Physicians' Academy for Cardiovascular Education

TMAO, formed by gut microbiota, associates with incident MACE and mortality

Gut microbiota-dependent trimethylamine N-oxide in acute coronary syndromes: a prognostic marker for incident cardiovascular events beyond traditional risk factors

Literature - Li XS, Obeid S, Klingenberg R, et al. - Eur Heart J, 2017, Epub ahead of print


Recent studies emphasise the role of gut microbes in the development of atherosclerotic heart disease and adverse thrombotic events [1-5]. Trimethylamine N-oxide (TMAO) is a plasma metabolite that is formed by nutrient precursors abundant in a Western diet, such as choline, and gut microbiota [1]. TMAO levels have been shown to associate with cardiovascular risk [1-3, 5].

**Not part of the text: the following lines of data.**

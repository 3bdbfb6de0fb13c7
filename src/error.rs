//! Application-wide error types.
//!
//! One taxonomy for the whole crate.  The first group is caller errors and
//! registry invariant violations, surfaced as-is and never retried
//! internally.  The second group is transient state conflicts: the caller
//! may retry once the conflicting operation reaches a terminal state.
//! `EngineFailure` wraps anything that went wrong inside the inference
//! engine (download or generation); the owning session transitions to
//! `Failed` and partial output is preserved.

use thiserror::Error;

#[derive(Debug, Error)]
pub enum AppError {
    #[error("invalid input: {0}")]
    InvalidInput(String),

    #[error("duplicate id: {0}")]
    DuplicateId(String),

    #[error("not found: {0}")]
    NotFound(String),

    #[error("in use: {0}")]
    InUse(String),

    /// A model load is already in progress for a different model.
    #[error("busy: {0}")]
    Busy(String),

    /// A generation session is already preparing or streaming.
    #[error("session busy: {0}")]
    SessionBusy(String),

    /// The selected model is missing or not in the `Ready` state.
    #[error("model not ready: {0}")]
    ModelNotReady(String),

    /// The inference engine failed during download or generation.
    #[error("engine failure: {0}")]
    EngineFailure(String),

    #[error("config error: {0}")]
    Config(String),

    #[error("logger error: {0}")]
    Logger(String),

    #[error("storage error: {0}")]
    Storage(String),

    #[error("io error: {0}")]
    Io(#[from] std::io::Error),
}
//! Hearth — process entry point.
//!
//! Startup sequence:
//!   1. Load .env (if present)
//!   2. Load config
//!   3. Init logger at the configured level
//!   4. Construct registry, retrieval index, engine, orchestrator
//!   5. Restore the persisted document set (and seed it if empty)
//!   6. Auto-load the default model when configured
//!   7. Run the console until shutdown, then persist documents

use tokio::sync::mpsc;
use tokio_util::sync::CancellationToken;
use tracing::{debug, info, warn};

use hearth::config;
use hearth::console::Console;
use hearth::engine::{Engine, GenerationParams, llama_http::LlamaHttpEngine, mock::MockEngine};
use hearth::error::AppError;
use hearth::logger;
use hearth::models::{LoadEvent, ModelRegistry};
use hearth::retrieval::RetrievalIndex;
use hearth::session::Orchestrator;

/// Canned reply used by the mock backend so the chat loop works offline.
const MOCK_REPLY: &[&str] = &[
    "This is the scripted ",
    "offline backend. ",
    "Switch `engine.backend` to ",
    "\"llama-http\" in the config ",
    "to talk to a local model server.",
];

#[tokio::main]
async fn main() {
    if let Err(e) = run().await {
        eprintln!("error: {e}");
        std::process::exit(1);
    }
}

async fn run() -> Result<(), AppError> {
    // Load .env if present — ignore errors (file is optional).
    let _ = dotenvy::dotenv();

    let config = config::load()?;
    logger::init(&config.log_level)?;

    info!(
        app = %config.app_name,
        work_dir = %config.work_dir.display(),
        log_level = %config.log_level,
        "config loaded"
    );
    std::fs::create_dir_all(&config.work_dir)?;

    // Process-wide services, lifecycle owned here rather than by any UI.
    let registry = ModelRegistry::with_builtin_catalog();
    let index = RetrievalIndex::new(config.retrieval.chunk_size, config.retrieval.chunk_overlap)?;
    index.load_all(&config.documents_path())?;
    if config.retrieval.seed_default_doc {
        index.seed_default()?;
    }

    let engine = match config.engine.backend.as_str() {
        "mock" => Engine::Mock(MockEngine::scripted(MOCK_REPLY.iter().copied())),
        "llama-http" => Engine::LlamaHttp(LlamaHttpEngine::new(
            config.engine.api_base_url.clone(),
            config.engine.timeout_seconds,
            config.models_dir(),
        )?),
        other => {
            return Err(AppError::Config(format!("unknown engine backend: {other}")));
        }
    };

    let orchestrator = Orchestrator::new(
        engine,
        registry.clone(),
        index.clone(),
        config.retrieval.top_k,
    );

    let shutdown = CancellationToken::new();
    {
        let shutdown = shutdown.clone();
        tokio::spawn(async move {
            if tokio::signal::ctrl_c().await.is_ok() {
                info!("ctrl-c received — shutting down");
                shutdown.cancel();
            }
        });
    }

    if config.models.auto_load {
        auto_load_default(&orchestrator, &config.models.default_model);
    }

    let params = GenerationParams {
        temperature: config.generation.temperature,
        top_p: config.generation.top_p,
    };
    let console = Console::new(orchestrator, registry, index.clone(), params);
    console.run(shutdown).await?;

    index.save_all(&config.documents_path())?;
    info!("document set persisted — goodbye");
    Ok(())
}

/// Kick off the configured default model load; progress goes to the log
/// rather than the console prompt.
fn auto_load_default(orchestrator: &Orchestrator, model_id: &str) {
    let (tx, mut rx) = mpsc::unbounded_channel();
    match orchestrator.load_model(model_id, tx) {
        Err(e) => warn!(model_id = %model_id, error = %e, "auto-load failed to start"),
        Ok(()) => {
            info!(model_id = %model_id, "auto-loading default model");
            tokio::spawn(async move {
                while let Some(event) = rx.recv().await {
                    match event {
                        LoadEvent::Progress(p) => {
                            debug!(
                                model_id = %p.model_id,
                                bytes_loaded = p.bytes_loaded,
                                bytes_total = ?p.bytes_total,
                                "download progress"
                            );
                        }
                        LoadEvent::Ready { model_id } => {
                            info!(model_id = %model_id, "default model ready");
                        }
                        LoadEvent::Failed { model_id, message } => {
                            warn!(model_id = %model_id, error = %message, "default model load failed");
                        }
                    }
                }
            });
        }
    }
}
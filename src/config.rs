//! Configuration loading with env-var overrides.
//!
//! Reads `config/default.toml` relative to the current working directory,
//! then applies `HEARTH_WORK_DIR` and `HEARTH_LOG_LEVEL` env overrides.
//! Every section except `[app]` is optional and falls back to built-in
//! defaults.

use std::{
    env, fs,
    path::{Path, PathBuf},
};

use serde::Deserialize;

use crate::error::AppError;

/// Settings store: default model ids and the auto-load switch.
///
/// Read once at startup to decide whether to auto-trigger a model load.
#[derive(Debug, Clone)]
pub struct ModelsConfig {
    /// Model id to select/load by default.
    pub default_model: String,
    /// Embedding model id reserved for collaborators; unused by this core.
    pub default_embedding_model: String,
    /// Auto-trigger `load_model(default_model)` at startup.
    pub auto_load: bool,
}

/// Inference engine backend configuration.
#[derive(Debug, Clone)]
pub struct EngineConfig {
    /// Which backend is active (`"mock"` or `"llama-http"`).
    pub backend: String,
    /// Chat completions endpoint for the `llama-http` backend.
    pub api_base_url: String,
    /// Per-request HTTP timeout in seconds.
    pub timeout_seconds: u64,
}

/// Retrieval index parameters.
#[derive(Debug, Clone)]
pub struct RetrievalConfig {
    /// Window size in characters for the chunker.
    pub chunk_size: usize,
    /// Overlap in characters between consecutive windows.
    pub chunk_overlap: usize,
    /// How many chunks a search returns at most.
    pub top_k: usize,
    /// Seed one starter document when the index starts empty.
    pub seed_default_doc: bool,
}

/// Default sampling parameters for generation.
#[derive(Debug, Clone)]
pub struct GenerationConfig {
    pub temperature: f32,
    pub top_p: f32,
}

/// Fully-resolved application configuration.
#[derive(Debug, Clone)]
pub struct Config {
    pub app_name: String,
    /// Working directory for all persistent data (already expanded, no `~`).
    pub work_dir: PathBuf,
    pub log_level: String,
    pub models: ModelsConfig,
    pub engine: EngineConfig,
    pub retrieval: RetrievalConfig,
    pub generation: GenerationConfig,
}

impl Config {
    /// Path of the document-set snapshot file under `work_dir`.
    pub fn documents_path(&self) -> PathBuf {
        self.work_dir.join("documents.json")
    }

    /// Directory where downloaded model weights are stored.
    pub fn models_dir(&self) -> PathBuf {
        self.work_dir.join("models")
    }
}

/// Raw TOML shape — `serde` target before resolution.
#[derive(Deserialize)]
struct RawConfig {
    app: RawApp,
    #[serde(default)]
    models: RawModels,
    #[serde(default)]
    engine: RawEngine,
    #[serde(default)]
    retrieval: RawRetrieval,
    #[serde(default)]
    generation: RawGeneration,
}

#[derive(Deserialize)]
struct RawApp {
    name: String,
    work_dir: String,
    log_level: String,
}

#[derive(Deserialize)]
struct RawModels {
    #[serde(default = "default_model_id")]
    default_model: String,
    #[serde(default = "default_embedding_model_id")]
    default_embedding_model: String,
    /// Defaults to `true`: the configured model loads on startup unless
    /// explicitly disabled.
    #[serde(default = "default_true")]
    auto_load: bool,
}

impl Default for RawModels {
    fn default() -> Self {
        Self {
            default_model: default_model_id(),
            default_embedding_model: default_embedding_model_id(),
            auto_load: true,
        }
    }
}

#[derive(Deserialize)]
struct RawEngine {
    #[serde(default = "default_engine_backend")]
    backend: String,
    #[serde(default = "default_api_base_url")]
    api_base_url: String,
    #[serde(default = "default_engine_timeout_seconds")]
    timeout_seconds: u64,
}

impl Default for RawEngine {
    fn default() -> Self {
        Self {
            backend: default_engine_backend(),
            api_base_url: default_api_base_url(),
            timeout_seconds: default_engine_timeout_seconds(),
        }
    }
}

#[derive(Deserialize)]
struct RawRetrieval {
    #[serde(default = "default_chunk_size")]
    chunk_size: usize,
    #[serde(default = "default_chunk_overlap")]
    chunk_overlap: usize,
    #[serde(default = "default_top_k")]
    top_k: usize,
    #[serde(default = "default_true")]
    seed_default_doc: bool,
}

impl Default for RawRetrieval {
    fn default() -> Self {
        Self {
            chunk_size: default_chunk_size(),
            chunk_overlap: default_chunk_overlap(),
            top_k: default_top_k(),
            seed_default_doc: true,
        }
    }
}

#[derive(Deserialize)]
struct RawGeneration {
    #[serde(default = "default_temperature")]
    temperature: f32,
    #[serde(default = "default_top_p")]
    top_p: f32,
}

impl Default for RawGeneration {
    fn default() -> Self {
        Self {
            temperature: default_temperature(),
            top_p: default_top_p(),
        }
    }
}

fn default_model_id() -> String { "qwen2.5-1.5b-instruct-q4".to_string() }
fn default_embedding_model_id() -> String { "all-minilm-l6-v2".to_string() }
fn default_engine_backend() -> String { "mock".to_string() }
fn default_api_base_url() -> String { "http://127.0.0.1:8080/v1/chat/completions".to_string() }
fn default_engine_timeout_seconds() -> u64 { 120 }
fn default_chunk_size() -> usize { 200 }
fn default_chunk_overlap() -> usize { 50 }
fn default_top_k() -> usize { 3 }
fn default_temperature() -> f32 { 0.7 }
fn default_top_p() -> f32 { 0.95 }

fn default_true() -> bool {
    true
}

/// Load config from `config/default.toml`, then apply env-var overrides.
pub fn load() -> Result<Config, AppError> {
    let work_dir_override = env::var("HEARTH_WORK_DIR").ok();
    let log_level_override = env::var("HEARTH_LOG_LEVEL").ok();
    load_from(
        Path::new("config/default.toml"),
        work_dir_override.as_deref(),
        log_level_override.as_deref(),
    )
}

/// Internal loader — accepts an explicit path and optional overrides.
/// Tests pass overrides directly instead of mutating env vars.
pub fn load_from(
    path: &Path,
    work_dir_override: Option<&str>,
    log_level_override: Option<&str>,
) -> Result<Config, AppError> {
    let raw = fs::read_to_string(path)
        .map_err(|e| AppError::Config(format!("cannot read {}: {e}", path.display())))?;

    let parsed: RawConfig = toml::from_str(&raw)
        .map_err(|e| AppError::Config(format!("parse error in {}: {e}", path.display())))?;

    let a = parsed.app;

    let work_dir_str = work_dir_override.unwrap_or(&a.work_dir).to_string();
    let work_dir = expand_home(&work_dir_str);
    let log_level = log_level_override.unwrap_or(&a.log_level).to_string();

    if parsed.retrieval.chunk_size == 0 {
        return Err(AppError::Config("retrieval.chunk_size must be > 0".into()));
    }
    if parsed.retrieval.chunk_overlap >= parsed.retrieval.chunk_size {
        return Err(AppError::Config(
            "retrieval.chunk_overlap must be smaller than retrieval.chunk_size".into(),
        ));
    }

    Ok(Config {
        app_name: a.name,
        work_dir,
        log_level,
        models: ModelsConfig {
            default_model: parsed.models.default_model,
            default_embedding_model: parsed.models.default_embedding_model,
            auto_load: parsed.models.auto_load,
        },
        engine: EngineConfig {
            backend: parsed.engine.backend,
            api_base_url: parsed.engine.api_base_url,
            timeout_seconds: parsed.engine.timeout_seconds,
        },
        retrieval: RetrievalConfig {
            chunk_size: parsed.retrieval.chunk_size,
            chunk_overlap: parsed.retrieval.chunk_overlap,
            top_k: parsed.retrieval.top_k,
            seed_default_doc: parsed.retrieval.seed_default_doc,
        },
        generation: GenerationConfig {
            temperature: parsed.generation.temperature,
            top_p: parsed.generation.top_p,
        },
    })
}

/// Expand a leading `~` to the user's home directory.
/// Absolute or relative paths without `~` are returned unchanged.
pub fn expand_home(path: &str) -> PathBuf {
    if let Some(rest) = path.strip_prefix("~/") {
        if let Some(home) = dirs::home_dir() {
            return home.join(rest);
        }
    }
    if path == "~" {
        if let Some(home) = dirs::home_dir() {
            return home;
        }
    }
    PathBuf::from(path)
}

// ── test helpers ──────────────────────────────────────────────────────────────

/// Safe `Config` for unit tests — mock engine, no network, no home-dir deps.
#[cfg(test)]
impl Config {
    pub fn test_default(work_dir: &Path) -> Self {
        Self {
            app_name: "test".into(),
            work_dir: work_dir.to_path_buf(),
            log_level: "info".into(),
            models: ModelsConfig {
                default_model: "test-model".into(),
                default_embedding_model: "test-embed".into(),
                auto_load: false,
            },
            engine: EngineConfig {
                backend: "mock".into(),
                api_base_url: "http://localhost:0/v1/chat/completions".into(),
                timeout_seconds: 1,
            },
            retrieval: RetrievalConfig {
                chunk_size: 200,
                chunk_overlap: 50,
                top_k: 3,
                seed_default_doc: false,
            },
            generation: GenerationConfig {
                temperature: 0.0,
                top_p: 1.0,
            },
        }
    }
}

#[cfg(test)]
mod tests {
    use super::*;
    use std::io::Write;
    use tempfile::NamedTempFile;

    const MINIMAL_TOML: &str = r#"
[app]
name = "test-hearth"
work_dir = "~/.hearth"
log_level = "info"
"#;

    fn write_toml(content: &str) -> NamedTempFile {
        let mut f = NamedTempFile::new().unwrap();
        f.write_all(content.as_bytes()).unwrap();
        f
    }

    #[test]
    fn parse_basic_config() {
        let f = write_toml(MINIMAL_TOML);
        let cfg = load_from(f.path(), None, None).unwrap();
        assert_eq!(cfg.app_name, "test-hearth");
        assert_eq!(cfg.log_level, "info");
    }

    #[test]
    fn missing_sections_take_defaults() {
        let f = write_toml(MINIMAL_TOML);
        let cfg = load_from(f.path(), None, None).unwrap();
        assert_eq!(cfg.retrieval.chunk_size, 200);
        assert_eq!(cfg.retrieval.chunk_overlap, 50);
        assert_eq!(cfg.retrieval.top_k, 3);
        assert_eq!(cfg.engine.backend, "mock");
        assert!(cfg.models.auto_load);
        assert!((cfg.generation.temperature - 0.7).abs() < f32::EPSILON);
        assert!((cfg.generation.top_p - 0.95).abs() < f32::EPSILON);
    }

    #[test]
    fn overlap_must_be_smaller_than_window() {
        let f = write_toml(
            r#"
[app]
name = "x"
work_dir = "/tmp/x"
log_level = "info"

[retrieval]
chunk_size = 10
chunk_overlap = 10
"#,
        );
        let err = load_from(f.path(), None, None).unwrap_err();
        assert!(err.to_string().contains("chunk_overlap"));
    }

    #[test]
    fn tilde_expands_to_home() {
        let home = dirs::home_dir().expect("home dir must exist in test env");
        let expanded = expand_home("~/.hearth");
        assert!(expanded.starts_with(&home));
        assert!(expanded.ends_with(".hearth"));
    }

    #[test]
    fn absolute_path_unchanged() {
        assert_eq!(expand_home("/absolute/path"), PathBuf::from("/absolute/path"));
    }

    #[test]
    fn missing_file_errors() {
        let result = load_from(Path::new("/nonexistent/config.toml"), None, None);
        assert!(result.is_err());
        assert!(result.unwrap_err().to_string().contains("config error"));
    }

    #[test]
    fn env_style_overrides_apply() {
        let f = write_toml(MINIMAL_TOML);
        let cfg = load_from(f.path(), Some("/tmp/test-override"), Some("debug")).unwrap();
        assert_eq!(cfg.work_dir, PathBuf::from("/tmp/test-override"));
        assert_eq!(cfg.log_level, "debug");
    }

    #[test]
    fn test_default_is_mock_backed_and_offline() {
        let cfg = Config::test_default(Path::new("/tmp/hearth-test"));
        assert_eq!(cfg.engine.backend, "mock");
        assert!(!cfg.models.auto_load);
        assert!(!cfg.retrieval.seed_default_doc);
    }

    #[test]
    fn derived_paths_live_under_work_dir() {
        let f = write_toml(MINIMAL_TOML);
        let cfg = load_from(f.path(), Some("/tmp/hearth-test"), None).unwrap();
        assert_eq!(cfg.documents_path(), PathBuf::from("/tmp/hearth-test/documents.json"));
        assert_eq!(cfg.models_dir(), PathBuf::from("/tmp/hearth-test/models"));
    }
}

Its relationship with incident risk in individuals with acute coronary syndrome (ACS) has not been studied yet. Therefore, this study explored the relationship between systemic levels of TMAO and incident major adverse cardiovascular events (MACE) and mortality among individuals with ACS, using the single centre Cleveland cohort (n=530) and the multi-site Swiss ACS cohort (n=1683) that is part of the special program university medicine (SPUM). Cleveland patients presented in the emergency department with chest pain of suspected cardiac origin within 24hrs of onset, whereas Swiss patients include all patients who underwent coronary angiography for ACS.

Main results


TMAO levels were associated with short-term risk of MACE and long-term mortality in two independent ACS cohorts comprising sequential patients who presented with complaint of chest pain and suspected ACS. The relationship with risk of incident MACE was dose-dependent. Therefore, gut microbiota-dependent metabolite, TMAO, may serve as a clinically useful and potentially modifiable prognostic marker.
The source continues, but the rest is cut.